● What this task involves: Looking only at the lines below that contain "through", give the number of them and no other text.

......

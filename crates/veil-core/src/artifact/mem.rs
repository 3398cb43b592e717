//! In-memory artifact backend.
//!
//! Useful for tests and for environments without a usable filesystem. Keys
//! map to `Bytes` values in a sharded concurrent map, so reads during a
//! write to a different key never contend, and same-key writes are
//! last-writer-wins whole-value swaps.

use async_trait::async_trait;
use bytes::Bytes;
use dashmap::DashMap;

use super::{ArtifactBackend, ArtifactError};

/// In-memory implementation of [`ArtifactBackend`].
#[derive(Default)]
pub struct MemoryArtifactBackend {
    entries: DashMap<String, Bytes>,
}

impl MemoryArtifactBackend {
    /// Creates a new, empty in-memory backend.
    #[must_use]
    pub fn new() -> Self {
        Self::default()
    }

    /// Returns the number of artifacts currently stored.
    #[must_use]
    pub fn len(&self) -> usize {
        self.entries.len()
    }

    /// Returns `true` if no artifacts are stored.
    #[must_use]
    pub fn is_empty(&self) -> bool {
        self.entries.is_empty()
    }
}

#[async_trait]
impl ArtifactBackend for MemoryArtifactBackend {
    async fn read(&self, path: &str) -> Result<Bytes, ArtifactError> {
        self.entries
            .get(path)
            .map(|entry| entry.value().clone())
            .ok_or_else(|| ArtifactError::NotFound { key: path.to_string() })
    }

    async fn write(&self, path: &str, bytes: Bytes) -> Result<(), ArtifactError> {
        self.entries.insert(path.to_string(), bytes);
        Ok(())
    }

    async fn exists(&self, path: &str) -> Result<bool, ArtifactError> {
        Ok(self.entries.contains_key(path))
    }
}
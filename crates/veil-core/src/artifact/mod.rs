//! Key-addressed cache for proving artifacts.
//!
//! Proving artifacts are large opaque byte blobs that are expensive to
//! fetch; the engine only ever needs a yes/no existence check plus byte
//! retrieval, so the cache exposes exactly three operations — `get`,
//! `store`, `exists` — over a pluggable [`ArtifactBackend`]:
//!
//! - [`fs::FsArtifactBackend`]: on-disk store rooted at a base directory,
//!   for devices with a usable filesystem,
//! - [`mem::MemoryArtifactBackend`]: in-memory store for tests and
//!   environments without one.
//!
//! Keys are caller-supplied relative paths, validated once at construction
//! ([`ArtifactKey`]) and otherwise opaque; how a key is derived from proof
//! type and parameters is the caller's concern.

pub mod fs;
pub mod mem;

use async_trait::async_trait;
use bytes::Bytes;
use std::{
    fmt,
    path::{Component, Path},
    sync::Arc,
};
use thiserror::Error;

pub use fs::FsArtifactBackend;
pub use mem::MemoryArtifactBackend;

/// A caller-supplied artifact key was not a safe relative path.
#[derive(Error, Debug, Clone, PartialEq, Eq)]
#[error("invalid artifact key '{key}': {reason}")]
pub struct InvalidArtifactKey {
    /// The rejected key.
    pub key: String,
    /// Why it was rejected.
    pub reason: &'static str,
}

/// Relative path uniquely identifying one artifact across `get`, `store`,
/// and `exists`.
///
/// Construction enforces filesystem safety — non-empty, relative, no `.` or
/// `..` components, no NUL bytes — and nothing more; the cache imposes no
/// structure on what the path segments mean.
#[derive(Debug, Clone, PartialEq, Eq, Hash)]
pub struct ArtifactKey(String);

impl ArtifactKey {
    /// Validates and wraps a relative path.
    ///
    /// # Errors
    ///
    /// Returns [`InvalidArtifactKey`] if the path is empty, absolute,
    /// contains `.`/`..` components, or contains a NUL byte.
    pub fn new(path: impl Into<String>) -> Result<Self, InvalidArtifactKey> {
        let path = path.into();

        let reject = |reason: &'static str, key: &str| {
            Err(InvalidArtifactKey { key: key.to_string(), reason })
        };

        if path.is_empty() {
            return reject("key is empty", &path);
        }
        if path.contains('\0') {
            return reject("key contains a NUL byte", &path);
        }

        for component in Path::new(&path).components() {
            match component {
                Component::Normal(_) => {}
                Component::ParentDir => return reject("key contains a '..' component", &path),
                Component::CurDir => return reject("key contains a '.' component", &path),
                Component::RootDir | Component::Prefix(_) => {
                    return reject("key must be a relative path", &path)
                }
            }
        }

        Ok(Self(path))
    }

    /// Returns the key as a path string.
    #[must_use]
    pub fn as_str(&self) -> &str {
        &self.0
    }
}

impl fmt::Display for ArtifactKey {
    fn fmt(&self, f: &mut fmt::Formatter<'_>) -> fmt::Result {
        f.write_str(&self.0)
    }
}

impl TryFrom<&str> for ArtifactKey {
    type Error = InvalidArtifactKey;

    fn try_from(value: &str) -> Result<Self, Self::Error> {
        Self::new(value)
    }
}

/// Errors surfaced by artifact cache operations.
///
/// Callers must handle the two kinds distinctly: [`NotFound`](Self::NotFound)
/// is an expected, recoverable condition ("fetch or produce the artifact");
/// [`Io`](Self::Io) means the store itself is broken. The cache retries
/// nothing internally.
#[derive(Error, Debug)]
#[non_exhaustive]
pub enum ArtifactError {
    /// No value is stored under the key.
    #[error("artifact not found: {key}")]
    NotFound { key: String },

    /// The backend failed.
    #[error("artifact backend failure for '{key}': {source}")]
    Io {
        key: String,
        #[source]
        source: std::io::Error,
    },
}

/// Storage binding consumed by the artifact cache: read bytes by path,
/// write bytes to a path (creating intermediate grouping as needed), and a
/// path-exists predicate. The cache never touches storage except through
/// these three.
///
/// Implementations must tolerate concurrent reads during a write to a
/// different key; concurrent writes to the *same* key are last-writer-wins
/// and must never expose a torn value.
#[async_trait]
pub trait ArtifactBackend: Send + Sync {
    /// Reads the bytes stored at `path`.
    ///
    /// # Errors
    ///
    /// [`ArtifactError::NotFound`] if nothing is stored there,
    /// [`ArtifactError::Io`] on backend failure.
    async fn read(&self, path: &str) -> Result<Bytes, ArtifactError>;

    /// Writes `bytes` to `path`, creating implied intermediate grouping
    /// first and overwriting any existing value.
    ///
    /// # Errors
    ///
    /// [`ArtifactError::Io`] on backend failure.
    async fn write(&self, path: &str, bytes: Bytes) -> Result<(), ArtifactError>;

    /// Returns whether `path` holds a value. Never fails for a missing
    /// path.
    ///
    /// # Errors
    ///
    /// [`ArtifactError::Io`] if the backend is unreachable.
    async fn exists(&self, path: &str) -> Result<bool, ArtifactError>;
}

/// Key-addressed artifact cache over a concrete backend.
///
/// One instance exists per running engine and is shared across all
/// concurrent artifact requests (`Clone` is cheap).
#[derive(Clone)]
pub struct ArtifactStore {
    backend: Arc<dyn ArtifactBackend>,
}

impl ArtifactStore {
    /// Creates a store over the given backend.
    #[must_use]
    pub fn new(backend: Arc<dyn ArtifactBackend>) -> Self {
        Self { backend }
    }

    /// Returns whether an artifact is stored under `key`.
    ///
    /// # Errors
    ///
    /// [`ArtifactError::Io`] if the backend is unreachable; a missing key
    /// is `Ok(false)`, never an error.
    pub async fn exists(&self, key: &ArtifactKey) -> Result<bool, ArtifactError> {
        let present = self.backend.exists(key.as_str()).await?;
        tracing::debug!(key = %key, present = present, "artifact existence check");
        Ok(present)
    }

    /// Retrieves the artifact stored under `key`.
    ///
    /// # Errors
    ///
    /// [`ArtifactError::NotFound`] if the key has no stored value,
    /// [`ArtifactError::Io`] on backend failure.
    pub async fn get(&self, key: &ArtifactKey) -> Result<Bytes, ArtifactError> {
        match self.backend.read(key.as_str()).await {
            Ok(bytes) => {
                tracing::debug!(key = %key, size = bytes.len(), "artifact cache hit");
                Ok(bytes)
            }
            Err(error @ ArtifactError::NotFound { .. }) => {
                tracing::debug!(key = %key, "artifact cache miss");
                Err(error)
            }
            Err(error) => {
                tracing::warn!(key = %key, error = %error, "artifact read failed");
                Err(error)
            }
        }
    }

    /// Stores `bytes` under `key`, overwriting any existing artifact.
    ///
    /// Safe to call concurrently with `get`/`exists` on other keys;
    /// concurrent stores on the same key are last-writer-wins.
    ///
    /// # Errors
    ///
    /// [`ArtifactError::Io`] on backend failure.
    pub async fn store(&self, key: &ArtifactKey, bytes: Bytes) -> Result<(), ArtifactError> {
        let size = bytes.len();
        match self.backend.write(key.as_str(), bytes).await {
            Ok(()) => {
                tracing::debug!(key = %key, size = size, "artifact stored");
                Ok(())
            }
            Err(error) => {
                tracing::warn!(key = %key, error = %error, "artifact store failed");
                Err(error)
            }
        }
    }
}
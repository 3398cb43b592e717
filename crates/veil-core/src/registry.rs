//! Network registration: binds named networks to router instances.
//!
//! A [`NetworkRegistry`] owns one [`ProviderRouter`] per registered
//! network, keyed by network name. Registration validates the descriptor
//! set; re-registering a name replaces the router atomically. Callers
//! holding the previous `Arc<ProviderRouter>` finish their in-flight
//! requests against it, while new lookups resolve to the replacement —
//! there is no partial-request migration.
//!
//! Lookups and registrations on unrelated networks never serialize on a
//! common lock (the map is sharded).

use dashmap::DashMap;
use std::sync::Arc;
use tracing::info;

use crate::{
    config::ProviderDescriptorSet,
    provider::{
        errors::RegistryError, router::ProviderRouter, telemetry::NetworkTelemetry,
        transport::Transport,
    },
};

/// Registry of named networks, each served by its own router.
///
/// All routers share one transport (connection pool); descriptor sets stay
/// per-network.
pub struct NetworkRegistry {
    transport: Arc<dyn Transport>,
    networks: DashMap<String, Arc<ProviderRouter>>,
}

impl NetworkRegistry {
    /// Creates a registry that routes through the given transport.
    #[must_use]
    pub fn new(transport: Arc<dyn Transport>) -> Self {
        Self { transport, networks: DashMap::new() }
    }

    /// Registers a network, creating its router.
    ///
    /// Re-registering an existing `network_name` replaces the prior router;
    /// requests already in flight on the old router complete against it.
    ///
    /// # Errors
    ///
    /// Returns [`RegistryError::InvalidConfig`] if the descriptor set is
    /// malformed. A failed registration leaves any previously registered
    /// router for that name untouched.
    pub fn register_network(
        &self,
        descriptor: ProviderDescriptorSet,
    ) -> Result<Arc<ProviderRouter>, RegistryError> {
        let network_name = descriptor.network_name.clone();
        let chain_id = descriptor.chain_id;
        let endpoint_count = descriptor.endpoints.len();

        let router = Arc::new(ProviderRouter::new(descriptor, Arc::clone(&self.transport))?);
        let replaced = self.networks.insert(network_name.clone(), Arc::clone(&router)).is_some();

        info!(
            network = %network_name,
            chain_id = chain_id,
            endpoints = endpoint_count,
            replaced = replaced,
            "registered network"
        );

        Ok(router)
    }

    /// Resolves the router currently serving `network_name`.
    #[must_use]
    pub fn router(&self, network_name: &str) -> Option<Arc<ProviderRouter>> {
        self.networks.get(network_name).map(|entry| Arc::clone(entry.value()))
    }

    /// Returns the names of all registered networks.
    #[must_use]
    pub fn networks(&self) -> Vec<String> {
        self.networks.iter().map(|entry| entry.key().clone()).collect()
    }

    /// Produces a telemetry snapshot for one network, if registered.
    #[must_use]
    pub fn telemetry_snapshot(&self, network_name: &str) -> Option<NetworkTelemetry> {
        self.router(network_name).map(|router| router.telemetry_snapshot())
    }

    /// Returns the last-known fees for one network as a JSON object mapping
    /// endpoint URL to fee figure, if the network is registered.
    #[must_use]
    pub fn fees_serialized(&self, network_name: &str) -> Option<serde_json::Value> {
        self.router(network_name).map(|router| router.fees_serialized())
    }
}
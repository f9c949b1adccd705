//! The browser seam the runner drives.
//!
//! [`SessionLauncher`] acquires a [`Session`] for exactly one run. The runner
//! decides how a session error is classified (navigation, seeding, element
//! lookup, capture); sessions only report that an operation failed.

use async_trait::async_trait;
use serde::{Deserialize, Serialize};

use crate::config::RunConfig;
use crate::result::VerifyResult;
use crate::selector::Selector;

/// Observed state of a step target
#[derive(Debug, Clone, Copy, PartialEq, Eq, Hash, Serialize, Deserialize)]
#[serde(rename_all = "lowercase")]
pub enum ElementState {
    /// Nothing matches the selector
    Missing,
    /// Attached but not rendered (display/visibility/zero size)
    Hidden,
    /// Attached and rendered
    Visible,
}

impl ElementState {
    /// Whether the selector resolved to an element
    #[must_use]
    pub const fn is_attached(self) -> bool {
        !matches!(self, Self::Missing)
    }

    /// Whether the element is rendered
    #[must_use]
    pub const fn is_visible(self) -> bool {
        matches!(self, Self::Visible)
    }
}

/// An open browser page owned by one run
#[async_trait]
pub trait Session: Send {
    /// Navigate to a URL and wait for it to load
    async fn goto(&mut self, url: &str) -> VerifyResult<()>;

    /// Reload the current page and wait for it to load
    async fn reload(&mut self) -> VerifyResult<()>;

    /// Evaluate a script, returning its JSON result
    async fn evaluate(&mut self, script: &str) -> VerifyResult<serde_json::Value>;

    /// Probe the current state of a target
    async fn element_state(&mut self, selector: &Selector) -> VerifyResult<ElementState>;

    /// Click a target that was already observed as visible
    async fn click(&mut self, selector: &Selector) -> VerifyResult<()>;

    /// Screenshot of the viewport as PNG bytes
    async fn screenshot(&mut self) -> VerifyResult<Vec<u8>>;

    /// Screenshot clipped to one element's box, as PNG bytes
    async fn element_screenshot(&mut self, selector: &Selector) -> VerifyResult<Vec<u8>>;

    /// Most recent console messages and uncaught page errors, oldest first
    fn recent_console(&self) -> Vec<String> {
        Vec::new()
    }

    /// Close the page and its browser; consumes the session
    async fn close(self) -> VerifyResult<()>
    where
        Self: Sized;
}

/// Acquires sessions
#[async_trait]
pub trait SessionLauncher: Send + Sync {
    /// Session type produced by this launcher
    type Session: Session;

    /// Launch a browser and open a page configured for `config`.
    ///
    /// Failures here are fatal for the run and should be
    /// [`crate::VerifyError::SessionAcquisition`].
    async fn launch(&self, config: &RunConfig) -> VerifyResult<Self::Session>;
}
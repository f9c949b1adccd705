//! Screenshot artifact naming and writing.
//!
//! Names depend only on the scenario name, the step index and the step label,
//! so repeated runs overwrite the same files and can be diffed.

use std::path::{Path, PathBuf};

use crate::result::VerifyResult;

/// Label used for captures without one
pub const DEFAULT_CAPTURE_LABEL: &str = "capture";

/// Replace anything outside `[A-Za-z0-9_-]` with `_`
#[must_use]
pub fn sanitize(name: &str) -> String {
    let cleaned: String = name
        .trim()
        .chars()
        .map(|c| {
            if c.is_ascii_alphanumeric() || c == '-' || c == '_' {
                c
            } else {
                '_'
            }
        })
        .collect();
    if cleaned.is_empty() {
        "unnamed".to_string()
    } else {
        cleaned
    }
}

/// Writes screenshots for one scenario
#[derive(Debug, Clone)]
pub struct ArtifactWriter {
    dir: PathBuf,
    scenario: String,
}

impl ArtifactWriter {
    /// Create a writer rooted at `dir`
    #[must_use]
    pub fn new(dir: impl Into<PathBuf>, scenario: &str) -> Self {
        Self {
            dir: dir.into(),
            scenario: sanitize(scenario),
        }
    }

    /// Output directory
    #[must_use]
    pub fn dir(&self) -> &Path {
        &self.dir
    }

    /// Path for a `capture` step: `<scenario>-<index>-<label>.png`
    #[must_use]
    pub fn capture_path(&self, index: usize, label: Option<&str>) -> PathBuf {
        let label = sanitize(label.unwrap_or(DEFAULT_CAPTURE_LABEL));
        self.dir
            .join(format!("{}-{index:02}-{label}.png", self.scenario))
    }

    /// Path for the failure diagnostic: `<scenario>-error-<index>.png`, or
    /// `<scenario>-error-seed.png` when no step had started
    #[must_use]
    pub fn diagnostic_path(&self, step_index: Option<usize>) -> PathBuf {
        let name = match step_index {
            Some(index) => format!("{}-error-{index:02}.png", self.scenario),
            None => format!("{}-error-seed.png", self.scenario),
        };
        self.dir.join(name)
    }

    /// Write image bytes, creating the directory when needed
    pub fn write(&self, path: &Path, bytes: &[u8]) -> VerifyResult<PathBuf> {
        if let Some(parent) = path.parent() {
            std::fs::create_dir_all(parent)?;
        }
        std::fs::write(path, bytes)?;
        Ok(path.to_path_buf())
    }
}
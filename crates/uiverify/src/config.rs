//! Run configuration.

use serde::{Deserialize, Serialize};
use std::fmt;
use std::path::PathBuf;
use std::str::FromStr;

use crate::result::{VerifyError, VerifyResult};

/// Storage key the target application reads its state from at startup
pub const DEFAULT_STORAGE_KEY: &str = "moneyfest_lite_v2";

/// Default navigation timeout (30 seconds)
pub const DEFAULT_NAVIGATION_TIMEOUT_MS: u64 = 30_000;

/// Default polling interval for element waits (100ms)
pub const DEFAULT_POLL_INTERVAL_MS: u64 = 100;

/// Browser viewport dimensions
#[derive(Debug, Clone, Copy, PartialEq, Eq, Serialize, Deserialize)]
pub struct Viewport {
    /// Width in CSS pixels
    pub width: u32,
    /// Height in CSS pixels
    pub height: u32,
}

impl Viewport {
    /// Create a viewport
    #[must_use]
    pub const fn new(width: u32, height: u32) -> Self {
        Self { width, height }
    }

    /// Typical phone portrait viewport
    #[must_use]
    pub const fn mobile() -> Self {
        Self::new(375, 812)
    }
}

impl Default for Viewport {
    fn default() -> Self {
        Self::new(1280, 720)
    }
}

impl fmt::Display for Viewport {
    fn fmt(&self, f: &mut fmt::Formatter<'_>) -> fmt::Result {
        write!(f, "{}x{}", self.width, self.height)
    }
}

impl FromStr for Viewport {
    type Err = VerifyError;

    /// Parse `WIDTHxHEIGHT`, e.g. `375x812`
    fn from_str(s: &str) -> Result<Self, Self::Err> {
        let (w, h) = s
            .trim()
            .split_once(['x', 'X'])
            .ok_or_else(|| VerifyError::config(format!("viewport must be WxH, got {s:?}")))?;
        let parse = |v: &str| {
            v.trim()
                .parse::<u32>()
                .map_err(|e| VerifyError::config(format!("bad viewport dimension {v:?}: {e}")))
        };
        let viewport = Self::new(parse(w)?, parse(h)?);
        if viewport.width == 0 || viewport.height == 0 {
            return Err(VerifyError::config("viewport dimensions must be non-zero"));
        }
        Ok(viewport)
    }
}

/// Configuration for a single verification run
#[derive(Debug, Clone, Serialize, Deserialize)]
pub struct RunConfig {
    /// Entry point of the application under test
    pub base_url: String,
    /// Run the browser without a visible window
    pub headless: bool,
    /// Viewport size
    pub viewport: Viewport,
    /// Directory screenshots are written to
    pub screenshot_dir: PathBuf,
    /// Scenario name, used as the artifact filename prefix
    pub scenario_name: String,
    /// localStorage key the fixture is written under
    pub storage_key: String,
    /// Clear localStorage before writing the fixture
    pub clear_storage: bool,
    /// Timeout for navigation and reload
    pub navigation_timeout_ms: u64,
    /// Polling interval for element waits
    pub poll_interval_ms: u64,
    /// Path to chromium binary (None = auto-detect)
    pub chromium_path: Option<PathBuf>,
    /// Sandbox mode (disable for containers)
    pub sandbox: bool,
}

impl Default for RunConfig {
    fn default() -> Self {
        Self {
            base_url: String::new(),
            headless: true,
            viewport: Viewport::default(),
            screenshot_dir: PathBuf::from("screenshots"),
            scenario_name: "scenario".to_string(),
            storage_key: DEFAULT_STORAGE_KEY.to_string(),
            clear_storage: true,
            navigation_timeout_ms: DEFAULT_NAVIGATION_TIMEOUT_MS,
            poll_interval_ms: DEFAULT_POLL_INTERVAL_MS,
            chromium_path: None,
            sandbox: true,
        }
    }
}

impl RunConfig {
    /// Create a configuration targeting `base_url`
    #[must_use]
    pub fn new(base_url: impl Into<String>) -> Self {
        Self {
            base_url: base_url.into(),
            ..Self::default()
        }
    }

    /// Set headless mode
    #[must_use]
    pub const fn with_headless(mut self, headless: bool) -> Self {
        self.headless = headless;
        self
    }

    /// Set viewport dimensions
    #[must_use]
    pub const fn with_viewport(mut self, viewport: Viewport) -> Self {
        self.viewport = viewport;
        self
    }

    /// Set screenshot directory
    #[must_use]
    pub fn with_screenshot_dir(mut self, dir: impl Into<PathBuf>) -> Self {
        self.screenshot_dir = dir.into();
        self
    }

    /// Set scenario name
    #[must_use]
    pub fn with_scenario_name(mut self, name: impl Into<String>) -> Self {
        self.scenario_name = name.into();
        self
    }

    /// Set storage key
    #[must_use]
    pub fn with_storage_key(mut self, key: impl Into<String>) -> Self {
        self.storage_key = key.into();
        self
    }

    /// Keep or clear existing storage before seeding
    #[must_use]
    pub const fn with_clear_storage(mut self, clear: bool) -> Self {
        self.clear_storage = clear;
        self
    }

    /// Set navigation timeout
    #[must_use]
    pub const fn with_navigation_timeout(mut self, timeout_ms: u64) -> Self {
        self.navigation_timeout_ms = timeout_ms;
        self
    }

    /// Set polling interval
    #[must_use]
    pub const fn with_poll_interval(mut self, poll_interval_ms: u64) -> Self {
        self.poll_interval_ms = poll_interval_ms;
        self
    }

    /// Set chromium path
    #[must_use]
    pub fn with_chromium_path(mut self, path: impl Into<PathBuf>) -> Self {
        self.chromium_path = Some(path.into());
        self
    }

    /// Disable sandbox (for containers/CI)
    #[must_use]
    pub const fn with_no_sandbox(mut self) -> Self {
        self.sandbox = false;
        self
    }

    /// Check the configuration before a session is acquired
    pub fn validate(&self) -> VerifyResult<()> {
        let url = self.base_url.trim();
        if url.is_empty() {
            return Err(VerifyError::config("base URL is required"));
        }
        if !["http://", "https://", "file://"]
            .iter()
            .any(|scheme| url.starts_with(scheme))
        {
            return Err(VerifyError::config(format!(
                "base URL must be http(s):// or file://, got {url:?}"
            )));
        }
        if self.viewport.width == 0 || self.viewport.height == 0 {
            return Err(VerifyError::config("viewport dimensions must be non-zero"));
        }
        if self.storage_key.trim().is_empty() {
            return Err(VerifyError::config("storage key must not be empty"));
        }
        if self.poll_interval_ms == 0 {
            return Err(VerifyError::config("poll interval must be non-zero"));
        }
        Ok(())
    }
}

......

● Answer: 2